* _What you will do_
For the entries below, print exactly the lines between the line holding "use metrics::counter;" and the line holding "async fn best_metrics(&self)", inclusive, and nothing else.

[Task inputs Boundary: Start]

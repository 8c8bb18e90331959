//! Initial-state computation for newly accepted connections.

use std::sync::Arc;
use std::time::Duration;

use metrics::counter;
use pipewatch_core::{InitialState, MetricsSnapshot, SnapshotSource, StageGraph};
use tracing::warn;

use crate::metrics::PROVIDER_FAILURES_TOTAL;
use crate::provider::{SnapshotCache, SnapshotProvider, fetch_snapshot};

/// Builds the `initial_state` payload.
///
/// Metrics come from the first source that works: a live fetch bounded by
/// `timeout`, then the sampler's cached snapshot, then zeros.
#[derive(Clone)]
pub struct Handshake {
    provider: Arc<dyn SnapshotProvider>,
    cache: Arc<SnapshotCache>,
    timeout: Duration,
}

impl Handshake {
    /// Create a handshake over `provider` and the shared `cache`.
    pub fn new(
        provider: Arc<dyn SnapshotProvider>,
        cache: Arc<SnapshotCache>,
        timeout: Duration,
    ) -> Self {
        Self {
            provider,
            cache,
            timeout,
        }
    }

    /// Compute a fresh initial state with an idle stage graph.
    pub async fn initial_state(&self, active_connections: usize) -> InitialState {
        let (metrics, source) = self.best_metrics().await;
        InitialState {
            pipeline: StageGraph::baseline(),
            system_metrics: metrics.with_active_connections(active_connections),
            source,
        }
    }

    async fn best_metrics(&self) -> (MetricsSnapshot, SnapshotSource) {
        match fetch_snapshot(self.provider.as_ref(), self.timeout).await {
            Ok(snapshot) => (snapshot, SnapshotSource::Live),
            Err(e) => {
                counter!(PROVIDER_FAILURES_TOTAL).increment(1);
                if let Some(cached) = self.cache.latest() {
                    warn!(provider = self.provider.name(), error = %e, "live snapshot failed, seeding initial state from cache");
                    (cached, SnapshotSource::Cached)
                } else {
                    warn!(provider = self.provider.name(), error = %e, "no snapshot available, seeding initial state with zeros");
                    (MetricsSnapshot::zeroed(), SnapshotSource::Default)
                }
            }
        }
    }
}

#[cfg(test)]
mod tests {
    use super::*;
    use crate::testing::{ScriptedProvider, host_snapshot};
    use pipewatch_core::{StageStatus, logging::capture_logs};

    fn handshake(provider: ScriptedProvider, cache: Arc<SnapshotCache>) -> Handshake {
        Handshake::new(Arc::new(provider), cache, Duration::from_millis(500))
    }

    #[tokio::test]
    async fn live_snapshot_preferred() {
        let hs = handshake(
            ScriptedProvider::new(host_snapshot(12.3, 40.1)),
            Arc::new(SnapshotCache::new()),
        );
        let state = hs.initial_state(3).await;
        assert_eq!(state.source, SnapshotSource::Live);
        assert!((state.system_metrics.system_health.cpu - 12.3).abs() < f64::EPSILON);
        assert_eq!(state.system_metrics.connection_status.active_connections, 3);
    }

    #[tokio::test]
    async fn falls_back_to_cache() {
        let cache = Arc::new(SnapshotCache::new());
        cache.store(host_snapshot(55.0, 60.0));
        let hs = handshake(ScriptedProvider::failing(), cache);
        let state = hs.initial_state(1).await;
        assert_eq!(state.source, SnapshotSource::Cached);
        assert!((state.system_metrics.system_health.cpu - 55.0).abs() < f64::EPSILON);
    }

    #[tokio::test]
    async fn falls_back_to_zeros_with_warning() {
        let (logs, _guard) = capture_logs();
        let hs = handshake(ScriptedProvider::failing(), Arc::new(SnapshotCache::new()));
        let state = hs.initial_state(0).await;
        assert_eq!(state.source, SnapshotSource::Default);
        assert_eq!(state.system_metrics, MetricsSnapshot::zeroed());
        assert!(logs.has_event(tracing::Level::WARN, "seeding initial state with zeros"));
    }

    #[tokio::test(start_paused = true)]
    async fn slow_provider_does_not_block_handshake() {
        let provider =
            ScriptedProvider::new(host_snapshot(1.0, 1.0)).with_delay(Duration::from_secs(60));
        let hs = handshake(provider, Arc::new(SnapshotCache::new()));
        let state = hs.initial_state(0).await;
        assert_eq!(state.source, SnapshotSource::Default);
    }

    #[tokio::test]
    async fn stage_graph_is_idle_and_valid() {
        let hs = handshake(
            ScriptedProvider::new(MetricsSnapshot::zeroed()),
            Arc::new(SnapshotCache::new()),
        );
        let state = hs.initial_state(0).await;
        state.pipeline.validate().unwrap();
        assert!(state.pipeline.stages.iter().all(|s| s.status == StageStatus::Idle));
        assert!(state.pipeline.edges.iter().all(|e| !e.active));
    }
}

[Task inputs Boundary: End]

* _Task response_
use metrics::counter;
use pipewatch_core::{InitialState, MetricsSnapshot, SnapshotSource, StageGraph};
use tracing::warn;

use crate::metrics::PROVIDER_FAILURES_TOTAL;
use crate::provider::{SnapshotCache, SnapshotProvider, fetch_snapshot};

/// Builds the `initial_state` payload.
///
/// Metrics come from the first source that works: a live fetch bounded by
/// `timeout`, then the sampler's cached snapshot, then zeros.
#[derive(Clone)]
pub struct Handshake {
    provider: Arc<dyn SnapshotProvider>,
    cache: Arc<SnapshotCache>,
    timeout: Duration,
}

impl Handshake {
    /// Create a handshake over `provider` and the shared `cache`.
    pub fn new(
        provider: Arc<dyn SnapshotProvider>,
        cache: Arc<SnapshotCache>,
        timeout: Duration,
    ) -> Self {
        Self {
            provider,
            cache,
            timeout,
        }
    }

    /// Compute a fresh initial state with an idle stage graph.
    pub async fn initial_state(&self, active_connections: usize) -> InitialState {
        let (metrics, source) = self.best_metrics().await;
        InitialState {
            pipeline: StageGraph::baseline(),
            system_metrics: metrics.with_active_connections(active_connections),
            source,
        }
    }

    async fn best_metrics(&self) -> (MetricsSnapshot, SnapshotSource) {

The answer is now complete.